[Saved data entries]

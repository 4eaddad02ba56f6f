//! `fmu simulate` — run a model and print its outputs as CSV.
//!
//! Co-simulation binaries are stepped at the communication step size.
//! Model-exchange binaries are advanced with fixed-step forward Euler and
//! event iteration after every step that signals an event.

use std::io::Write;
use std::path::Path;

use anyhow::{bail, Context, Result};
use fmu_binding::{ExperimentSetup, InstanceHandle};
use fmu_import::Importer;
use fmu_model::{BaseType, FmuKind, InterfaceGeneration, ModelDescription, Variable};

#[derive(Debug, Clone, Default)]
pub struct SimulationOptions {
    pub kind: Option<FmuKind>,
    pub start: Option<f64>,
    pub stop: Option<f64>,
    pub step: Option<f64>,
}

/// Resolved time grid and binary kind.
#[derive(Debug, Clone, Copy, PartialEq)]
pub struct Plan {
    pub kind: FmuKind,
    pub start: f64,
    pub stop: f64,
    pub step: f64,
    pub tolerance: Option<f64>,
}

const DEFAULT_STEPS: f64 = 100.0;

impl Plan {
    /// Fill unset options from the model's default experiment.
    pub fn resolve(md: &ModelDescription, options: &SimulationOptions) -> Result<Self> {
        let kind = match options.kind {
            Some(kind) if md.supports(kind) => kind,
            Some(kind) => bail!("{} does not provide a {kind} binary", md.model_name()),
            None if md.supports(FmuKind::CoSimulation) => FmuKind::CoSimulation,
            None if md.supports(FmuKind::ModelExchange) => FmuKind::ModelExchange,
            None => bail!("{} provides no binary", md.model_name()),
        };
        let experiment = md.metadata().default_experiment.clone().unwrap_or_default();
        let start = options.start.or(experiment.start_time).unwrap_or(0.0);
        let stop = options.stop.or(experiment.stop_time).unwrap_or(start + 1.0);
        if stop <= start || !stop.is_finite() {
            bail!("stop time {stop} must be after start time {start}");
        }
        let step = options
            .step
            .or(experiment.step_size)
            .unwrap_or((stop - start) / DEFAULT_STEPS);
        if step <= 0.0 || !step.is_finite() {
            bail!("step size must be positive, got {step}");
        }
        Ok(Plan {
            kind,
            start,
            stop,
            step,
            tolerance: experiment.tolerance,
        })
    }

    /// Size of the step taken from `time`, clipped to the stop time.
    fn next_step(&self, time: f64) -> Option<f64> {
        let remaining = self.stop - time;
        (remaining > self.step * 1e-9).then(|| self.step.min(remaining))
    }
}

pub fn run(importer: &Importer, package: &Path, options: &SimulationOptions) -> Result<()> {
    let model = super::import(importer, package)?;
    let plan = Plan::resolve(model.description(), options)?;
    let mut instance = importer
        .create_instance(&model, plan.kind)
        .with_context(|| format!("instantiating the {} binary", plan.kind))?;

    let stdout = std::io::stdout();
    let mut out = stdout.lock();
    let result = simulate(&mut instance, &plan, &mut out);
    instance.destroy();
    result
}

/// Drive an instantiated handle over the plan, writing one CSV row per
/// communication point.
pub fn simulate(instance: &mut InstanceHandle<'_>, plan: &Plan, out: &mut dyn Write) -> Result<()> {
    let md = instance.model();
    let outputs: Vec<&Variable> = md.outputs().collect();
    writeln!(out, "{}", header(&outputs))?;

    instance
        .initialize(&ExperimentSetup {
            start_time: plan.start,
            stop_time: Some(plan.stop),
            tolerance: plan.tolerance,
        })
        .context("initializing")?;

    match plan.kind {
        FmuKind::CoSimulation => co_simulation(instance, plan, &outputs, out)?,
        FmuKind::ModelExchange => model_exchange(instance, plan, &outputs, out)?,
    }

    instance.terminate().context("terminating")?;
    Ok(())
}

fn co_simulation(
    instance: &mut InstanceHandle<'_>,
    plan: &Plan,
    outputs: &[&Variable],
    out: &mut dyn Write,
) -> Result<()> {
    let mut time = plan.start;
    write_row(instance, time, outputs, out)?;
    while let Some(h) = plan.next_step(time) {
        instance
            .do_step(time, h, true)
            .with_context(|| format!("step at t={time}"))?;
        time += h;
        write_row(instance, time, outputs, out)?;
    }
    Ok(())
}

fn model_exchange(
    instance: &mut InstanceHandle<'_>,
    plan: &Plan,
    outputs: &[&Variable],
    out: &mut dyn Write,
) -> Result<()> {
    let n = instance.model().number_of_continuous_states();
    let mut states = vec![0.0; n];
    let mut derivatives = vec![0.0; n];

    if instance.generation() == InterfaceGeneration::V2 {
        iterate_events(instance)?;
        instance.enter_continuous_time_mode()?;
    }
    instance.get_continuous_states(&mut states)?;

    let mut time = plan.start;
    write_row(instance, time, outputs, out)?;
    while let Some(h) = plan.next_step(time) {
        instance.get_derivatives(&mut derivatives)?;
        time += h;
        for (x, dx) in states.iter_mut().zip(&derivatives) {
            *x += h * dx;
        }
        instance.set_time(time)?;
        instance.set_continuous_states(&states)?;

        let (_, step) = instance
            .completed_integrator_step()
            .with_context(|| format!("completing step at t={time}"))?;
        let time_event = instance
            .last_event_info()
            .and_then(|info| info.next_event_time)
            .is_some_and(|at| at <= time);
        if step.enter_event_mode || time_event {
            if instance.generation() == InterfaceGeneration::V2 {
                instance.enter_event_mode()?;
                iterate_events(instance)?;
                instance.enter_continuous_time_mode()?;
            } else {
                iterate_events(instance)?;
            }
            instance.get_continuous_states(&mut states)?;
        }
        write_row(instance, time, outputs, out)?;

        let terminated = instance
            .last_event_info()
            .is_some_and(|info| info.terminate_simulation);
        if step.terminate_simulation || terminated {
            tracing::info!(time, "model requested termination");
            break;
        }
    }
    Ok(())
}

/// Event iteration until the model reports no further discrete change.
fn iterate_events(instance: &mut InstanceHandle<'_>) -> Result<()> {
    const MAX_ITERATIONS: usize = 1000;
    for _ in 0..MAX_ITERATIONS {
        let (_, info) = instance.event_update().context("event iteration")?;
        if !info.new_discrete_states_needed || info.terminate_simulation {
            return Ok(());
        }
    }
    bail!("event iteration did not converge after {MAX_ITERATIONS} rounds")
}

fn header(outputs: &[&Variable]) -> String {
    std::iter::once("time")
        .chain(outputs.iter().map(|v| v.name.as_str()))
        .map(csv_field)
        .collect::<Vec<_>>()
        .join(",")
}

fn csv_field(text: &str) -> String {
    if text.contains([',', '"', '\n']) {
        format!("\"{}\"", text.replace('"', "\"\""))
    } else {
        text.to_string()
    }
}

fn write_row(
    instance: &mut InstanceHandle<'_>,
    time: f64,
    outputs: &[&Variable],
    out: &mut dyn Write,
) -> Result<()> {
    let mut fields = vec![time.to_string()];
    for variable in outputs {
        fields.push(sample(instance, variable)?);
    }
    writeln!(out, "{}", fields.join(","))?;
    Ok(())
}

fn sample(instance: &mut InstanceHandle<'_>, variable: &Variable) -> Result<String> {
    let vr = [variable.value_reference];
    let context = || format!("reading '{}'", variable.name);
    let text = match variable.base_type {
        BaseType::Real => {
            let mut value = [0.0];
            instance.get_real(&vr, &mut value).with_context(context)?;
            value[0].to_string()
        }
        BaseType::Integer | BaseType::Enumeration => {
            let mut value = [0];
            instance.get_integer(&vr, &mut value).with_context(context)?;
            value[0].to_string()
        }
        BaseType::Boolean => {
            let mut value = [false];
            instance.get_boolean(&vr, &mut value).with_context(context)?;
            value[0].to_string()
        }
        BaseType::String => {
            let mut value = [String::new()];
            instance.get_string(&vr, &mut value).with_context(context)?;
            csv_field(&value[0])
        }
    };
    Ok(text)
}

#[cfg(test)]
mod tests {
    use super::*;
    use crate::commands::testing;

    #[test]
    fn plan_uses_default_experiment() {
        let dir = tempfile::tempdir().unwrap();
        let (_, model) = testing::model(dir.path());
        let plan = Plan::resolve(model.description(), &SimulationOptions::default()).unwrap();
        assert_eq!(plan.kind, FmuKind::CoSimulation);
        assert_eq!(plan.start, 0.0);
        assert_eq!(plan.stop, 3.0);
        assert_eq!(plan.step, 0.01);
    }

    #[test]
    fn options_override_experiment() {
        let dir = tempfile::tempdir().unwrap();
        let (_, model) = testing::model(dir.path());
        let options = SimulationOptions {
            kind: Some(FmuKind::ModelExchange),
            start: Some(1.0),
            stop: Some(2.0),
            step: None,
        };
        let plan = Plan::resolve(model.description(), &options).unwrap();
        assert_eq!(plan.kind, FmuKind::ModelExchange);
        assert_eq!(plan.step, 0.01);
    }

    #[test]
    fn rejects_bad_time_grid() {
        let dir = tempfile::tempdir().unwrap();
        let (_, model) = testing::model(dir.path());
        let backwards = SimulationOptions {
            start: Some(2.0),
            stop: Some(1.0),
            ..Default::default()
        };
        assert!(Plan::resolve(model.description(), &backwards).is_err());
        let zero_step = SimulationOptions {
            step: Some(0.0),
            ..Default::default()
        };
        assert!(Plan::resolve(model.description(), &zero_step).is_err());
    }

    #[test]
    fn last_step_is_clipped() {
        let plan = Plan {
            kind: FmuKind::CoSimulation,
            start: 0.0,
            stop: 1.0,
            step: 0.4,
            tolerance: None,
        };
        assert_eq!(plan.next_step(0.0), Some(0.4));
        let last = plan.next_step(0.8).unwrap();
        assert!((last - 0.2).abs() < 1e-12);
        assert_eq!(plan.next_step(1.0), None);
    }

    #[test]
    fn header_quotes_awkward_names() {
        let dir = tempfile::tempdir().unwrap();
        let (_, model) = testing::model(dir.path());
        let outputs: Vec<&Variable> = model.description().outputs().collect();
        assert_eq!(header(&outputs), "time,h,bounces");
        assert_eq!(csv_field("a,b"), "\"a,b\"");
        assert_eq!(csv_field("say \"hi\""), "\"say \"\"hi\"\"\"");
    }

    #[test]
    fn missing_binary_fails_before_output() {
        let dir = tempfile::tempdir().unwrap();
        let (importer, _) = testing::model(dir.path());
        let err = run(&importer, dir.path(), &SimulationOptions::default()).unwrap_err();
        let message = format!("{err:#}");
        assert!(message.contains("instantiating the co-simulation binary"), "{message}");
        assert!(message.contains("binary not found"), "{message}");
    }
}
* * *
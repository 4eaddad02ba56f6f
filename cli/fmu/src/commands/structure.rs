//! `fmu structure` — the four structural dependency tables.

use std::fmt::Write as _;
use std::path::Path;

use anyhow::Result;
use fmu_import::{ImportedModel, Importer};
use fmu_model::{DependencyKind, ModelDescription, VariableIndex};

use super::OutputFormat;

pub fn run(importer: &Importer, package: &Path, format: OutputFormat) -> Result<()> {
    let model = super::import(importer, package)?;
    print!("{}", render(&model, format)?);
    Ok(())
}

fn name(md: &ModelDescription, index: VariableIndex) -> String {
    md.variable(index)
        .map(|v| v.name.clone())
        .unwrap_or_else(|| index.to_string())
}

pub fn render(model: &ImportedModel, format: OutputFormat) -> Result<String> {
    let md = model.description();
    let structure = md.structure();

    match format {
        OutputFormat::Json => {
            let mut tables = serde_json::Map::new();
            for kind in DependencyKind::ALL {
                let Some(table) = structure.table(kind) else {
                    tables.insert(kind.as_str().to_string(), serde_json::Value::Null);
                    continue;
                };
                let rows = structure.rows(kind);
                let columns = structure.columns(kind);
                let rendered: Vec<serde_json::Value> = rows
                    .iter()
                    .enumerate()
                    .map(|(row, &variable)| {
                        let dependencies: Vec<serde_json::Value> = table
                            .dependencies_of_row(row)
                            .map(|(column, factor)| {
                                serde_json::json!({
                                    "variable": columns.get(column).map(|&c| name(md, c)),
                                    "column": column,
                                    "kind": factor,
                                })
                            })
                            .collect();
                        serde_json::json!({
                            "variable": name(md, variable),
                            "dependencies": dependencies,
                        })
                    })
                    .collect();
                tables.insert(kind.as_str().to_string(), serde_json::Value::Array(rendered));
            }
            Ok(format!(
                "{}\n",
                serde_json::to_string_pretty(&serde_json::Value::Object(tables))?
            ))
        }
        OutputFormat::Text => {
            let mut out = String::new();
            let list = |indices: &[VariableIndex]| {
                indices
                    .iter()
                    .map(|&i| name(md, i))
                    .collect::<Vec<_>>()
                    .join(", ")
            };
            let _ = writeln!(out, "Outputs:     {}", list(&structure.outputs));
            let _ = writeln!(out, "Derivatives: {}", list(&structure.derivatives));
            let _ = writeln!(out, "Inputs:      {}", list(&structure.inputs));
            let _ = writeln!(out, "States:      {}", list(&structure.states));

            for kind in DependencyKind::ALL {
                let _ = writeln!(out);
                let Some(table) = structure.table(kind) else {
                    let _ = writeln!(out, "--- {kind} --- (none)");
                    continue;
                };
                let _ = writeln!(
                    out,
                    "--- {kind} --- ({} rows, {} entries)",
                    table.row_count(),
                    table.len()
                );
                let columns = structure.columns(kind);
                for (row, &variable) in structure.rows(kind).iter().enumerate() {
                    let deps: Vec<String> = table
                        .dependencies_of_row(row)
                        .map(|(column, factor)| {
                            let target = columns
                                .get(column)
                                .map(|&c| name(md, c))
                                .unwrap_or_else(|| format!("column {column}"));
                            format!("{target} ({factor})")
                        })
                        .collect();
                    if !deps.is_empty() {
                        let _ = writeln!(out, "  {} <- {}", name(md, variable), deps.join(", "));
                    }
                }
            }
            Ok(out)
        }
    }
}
==
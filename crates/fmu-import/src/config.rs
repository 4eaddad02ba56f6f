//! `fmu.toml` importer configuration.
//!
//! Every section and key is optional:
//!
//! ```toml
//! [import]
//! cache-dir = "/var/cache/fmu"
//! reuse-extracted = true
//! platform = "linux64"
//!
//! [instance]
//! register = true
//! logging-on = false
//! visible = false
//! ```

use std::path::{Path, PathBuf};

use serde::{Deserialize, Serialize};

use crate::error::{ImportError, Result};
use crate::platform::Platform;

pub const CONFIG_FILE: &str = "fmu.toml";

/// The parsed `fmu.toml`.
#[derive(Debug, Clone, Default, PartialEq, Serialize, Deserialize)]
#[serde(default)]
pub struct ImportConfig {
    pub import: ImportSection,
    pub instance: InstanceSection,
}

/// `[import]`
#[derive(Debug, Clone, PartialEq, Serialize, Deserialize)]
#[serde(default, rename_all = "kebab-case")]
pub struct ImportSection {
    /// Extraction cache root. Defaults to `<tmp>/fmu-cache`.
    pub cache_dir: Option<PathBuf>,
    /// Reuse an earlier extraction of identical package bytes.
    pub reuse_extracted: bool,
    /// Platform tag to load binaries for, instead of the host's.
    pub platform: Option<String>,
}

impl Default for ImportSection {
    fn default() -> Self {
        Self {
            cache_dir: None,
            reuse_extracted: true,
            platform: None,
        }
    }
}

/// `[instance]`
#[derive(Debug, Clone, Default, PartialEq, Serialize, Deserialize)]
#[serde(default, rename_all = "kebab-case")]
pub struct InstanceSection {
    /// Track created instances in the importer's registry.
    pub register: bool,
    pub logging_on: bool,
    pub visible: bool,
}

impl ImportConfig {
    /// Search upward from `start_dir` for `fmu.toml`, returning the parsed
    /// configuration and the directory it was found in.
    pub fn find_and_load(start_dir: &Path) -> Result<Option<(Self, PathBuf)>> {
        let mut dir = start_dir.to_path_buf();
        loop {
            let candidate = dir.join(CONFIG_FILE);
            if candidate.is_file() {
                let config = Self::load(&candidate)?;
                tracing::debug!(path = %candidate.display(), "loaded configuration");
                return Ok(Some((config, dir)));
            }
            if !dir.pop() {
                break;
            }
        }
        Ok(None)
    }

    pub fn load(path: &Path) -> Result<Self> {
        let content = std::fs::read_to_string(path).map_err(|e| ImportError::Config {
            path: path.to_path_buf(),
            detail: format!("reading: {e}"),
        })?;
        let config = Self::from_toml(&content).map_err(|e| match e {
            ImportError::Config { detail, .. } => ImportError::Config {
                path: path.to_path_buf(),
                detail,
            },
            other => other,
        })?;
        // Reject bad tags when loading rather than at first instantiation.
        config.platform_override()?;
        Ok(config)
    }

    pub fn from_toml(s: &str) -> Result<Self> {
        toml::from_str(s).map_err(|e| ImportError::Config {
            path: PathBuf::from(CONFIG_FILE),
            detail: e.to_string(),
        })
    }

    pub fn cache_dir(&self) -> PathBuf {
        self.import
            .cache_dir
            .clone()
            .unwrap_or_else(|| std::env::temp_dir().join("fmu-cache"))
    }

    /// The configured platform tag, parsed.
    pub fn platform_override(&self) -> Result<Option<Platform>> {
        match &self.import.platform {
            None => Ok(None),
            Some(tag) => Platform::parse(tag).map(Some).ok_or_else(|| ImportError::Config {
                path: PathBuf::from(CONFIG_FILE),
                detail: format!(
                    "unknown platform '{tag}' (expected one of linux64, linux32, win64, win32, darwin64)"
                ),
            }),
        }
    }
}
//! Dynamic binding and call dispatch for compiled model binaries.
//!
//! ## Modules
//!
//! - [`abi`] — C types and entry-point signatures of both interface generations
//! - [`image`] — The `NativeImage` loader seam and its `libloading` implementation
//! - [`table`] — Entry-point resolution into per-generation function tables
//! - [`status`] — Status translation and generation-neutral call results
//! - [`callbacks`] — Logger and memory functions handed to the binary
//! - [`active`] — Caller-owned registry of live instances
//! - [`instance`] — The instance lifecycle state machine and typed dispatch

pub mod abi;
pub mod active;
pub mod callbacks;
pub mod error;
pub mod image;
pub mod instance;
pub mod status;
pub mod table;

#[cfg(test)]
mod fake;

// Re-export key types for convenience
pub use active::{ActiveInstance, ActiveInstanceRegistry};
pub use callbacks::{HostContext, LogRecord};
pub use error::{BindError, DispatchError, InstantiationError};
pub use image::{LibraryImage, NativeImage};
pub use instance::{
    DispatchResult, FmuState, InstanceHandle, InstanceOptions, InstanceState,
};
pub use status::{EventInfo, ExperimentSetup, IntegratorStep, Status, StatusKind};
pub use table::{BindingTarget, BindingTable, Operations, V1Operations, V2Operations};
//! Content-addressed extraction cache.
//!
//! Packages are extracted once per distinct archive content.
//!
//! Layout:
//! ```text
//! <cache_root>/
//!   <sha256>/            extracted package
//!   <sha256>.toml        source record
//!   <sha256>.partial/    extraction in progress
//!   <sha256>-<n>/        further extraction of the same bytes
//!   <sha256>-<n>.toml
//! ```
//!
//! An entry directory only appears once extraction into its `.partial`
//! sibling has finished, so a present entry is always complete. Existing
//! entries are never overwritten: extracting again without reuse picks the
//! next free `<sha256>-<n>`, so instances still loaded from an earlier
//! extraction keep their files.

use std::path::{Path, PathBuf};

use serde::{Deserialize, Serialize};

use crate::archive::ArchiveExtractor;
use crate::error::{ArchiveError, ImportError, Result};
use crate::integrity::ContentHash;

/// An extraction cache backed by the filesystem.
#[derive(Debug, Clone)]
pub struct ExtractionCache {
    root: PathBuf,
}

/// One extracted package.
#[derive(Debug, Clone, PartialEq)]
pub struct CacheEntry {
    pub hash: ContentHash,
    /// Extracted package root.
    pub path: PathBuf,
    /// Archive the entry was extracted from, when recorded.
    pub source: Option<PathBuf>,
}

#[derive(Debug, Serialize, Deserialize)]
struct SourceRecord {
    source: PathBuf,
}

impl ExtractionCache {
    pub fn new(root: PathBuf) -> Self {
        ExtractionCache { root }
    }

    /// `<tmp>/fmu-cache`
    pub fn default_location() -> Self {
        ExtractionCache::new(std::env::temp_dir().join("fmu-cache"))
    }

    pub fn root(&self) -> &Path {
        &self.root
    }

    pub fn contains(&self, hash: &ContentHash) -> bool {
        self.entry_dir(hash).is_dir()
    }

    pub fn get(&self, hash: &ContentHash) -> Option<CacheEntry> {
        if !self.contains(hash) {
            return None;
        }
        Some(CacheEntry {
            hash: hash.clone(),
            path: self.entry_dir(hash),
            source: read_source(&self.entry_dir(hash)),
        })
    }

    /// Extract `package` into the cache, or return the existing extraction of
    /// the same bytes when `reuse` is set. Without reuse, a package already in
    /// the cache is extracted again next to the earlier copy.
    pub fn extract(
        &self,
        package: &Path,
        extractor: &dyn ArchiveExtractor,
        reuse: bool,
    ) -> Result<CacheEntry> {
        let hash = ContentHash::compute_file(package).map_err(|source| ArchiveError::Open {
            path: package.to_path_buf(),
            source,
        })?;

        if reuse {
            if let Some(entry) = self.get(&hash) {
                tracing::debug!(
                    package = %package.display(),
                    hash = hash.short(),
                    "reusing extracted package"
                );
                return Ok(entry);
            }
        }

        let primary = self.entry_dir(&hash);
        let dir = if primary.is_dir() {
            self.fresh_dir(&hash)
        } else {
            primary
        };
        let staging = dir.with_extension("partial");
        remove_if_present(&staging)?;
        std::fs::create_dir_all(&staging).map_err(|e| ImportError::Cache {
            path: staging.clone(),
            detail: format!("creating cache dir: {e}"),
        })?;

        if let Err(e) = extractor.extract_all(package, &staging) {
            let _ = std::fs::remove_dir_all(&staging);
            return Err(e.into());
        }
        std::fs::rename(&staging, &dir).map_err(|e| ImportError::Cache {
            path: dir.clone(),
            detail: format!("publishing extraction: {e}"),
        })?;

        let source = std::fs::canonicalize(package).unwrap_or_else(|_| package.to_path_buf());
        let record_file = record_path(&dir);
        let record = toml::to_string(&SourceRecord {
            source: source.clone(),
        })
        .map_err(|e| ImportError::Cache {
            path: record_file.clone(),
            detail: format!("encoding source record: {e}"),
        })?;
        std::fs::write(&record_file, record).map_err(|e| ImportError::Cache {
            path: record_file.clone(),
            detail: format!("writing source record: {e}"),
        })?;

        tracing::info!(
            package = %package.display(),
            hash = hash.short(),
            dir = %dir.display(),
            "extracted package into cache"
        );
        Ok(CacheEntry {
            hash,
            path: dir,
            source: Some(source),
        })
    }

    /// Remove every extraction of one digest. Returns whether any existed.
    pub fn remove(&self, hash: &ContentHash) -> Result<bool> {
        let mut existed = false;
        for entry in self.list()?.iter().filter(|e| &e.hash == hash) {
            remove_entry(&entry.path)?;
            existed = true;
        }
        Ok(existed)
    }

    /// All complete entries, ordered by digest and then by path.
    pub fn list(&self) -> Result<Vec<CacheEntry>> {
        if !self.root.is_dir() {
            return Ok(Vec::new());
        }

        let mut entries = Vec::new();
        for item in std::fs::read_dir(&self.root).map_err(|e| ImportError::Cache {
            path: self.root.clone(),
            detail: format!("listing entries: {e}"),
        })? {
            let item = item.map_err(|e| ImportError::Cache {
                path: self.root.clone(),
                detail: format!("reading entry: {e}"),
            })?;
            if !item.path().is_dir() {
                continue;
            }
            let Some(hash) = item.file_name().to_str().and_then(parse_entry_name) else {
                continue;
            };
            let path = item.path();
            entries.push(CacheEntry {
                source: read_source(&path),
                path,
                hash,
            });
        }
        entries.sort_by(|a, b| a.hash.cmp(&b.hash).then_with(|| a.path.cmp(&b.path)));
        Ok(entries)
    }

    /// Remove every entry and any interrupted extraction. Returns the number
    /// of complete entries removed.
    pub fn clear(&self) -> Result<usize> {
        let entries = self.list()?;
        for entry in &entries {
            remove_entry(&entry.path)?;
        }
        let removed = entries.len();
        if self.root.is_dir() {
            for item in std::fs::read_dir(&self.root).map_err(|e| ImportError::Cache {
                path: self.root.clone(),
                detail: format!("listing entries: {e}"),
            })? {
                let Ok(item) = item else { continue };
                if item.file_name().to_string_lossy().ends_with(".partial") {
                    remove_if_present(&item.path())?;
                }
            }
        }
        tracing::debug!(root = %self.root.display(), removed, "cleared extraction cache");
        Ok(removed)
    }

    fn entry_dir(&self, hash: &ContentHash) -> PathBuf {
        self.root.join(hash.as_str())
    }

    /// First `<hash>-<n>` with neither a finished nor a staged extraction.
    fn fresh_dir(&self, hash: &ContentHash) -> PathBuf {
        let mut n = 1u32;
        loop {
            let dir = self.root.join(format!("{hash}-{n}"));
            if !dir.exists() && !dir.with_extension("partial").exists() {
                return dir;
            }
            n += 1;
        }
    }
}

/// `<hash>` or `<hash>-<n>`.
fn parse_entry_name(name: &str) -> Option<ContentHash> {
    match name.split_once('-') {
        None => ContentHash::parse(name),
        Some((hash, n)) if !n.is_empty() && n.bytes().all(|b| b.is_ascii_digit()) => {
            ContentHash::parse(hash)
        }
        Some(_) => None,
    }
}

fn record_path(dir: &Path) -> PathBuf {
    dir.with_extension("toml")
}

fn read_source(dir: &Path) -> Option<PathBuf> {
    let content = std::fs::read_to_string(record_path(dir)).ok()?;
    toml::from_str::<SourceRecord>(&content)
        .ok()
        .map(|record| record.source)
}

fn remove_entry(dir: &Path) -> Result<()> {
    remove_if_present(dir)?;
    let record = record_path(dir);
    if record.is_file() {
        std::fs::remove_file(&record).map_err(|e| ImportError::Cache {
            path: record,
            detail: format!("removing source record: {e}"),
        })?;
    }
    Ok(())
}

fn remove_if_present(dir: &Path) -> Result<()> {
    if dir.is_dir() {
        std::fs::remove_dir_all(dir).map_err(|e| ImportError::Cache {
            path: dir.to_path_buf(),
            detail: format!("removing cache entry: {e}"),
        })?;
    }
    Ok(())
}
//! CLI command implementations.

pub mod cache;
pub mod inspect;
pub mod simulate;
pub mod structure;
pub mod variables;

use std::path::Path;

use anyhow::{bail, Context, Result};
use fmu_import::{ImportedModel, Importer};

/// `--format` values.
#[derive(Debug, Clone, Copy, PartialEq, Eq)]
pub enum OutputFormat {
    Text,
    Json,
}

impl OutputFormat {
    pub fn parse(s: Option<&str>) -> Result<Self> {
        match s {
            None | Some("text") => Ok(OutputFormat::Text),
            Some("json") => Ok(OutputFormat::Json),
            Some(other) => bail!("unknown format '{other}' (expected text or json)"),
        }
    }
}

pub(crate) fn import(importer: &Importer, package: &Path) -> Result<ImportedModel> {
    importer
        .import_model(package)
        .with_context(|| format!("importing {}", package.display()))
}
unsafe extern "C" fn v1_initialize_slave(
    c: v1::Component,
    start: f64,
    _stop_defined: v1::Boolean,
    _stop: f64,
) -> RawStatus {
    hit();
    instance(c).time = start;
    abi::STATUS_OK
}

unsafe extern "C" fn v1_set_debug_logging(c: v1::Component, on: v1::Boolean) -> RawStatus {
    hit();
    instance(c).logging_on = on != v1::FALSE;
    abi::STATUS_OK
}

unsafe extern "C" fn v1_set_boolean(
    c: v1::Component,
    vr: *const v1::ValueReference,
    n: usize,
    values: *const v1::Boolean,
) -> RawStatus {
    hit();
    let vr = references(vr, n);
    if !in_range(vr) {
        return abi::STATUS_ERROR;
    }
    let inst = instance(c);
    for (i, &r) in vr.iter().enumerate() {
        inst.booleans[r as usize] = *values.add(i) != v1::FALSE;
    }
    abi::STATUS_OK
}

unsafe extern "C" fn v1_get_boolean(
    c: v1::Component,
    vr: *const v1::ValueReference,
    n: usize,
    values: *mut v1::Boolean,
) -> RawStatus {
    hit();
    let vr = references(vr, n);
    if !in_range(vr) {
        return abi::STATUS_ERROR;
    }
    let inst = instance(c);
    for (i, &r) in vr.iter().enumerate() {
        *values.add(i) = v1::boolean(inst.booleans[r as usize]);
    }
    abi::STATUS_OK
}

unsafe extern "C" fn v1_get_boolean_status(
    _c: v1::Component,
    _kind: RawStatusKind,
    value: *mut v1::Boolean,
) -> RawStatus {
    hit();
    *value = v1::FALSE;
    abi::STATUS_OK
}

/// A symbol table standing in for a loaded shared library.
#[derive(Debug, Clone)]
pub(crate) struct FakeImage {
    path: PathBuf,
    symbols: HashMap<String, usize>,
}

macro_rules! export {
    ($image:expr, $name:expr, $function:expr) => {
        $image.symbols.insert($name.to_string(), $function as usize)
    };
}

What needs to be done:
Return each line of the data where the word "unsafe" appears.

Solved exercise:
unsafe extern "C" fn v1_initialize_slave(
unsafe extern "C" fn v1_set_debug_logging(c: v1::Component, on: v1::Boolean) -> RawStatus {
unsafe extern "C" fn v1_set_boolean(
unsafe extern "C" fn v1_get_boolean(
unsafe extern "C" fn v1_get_boolean_status(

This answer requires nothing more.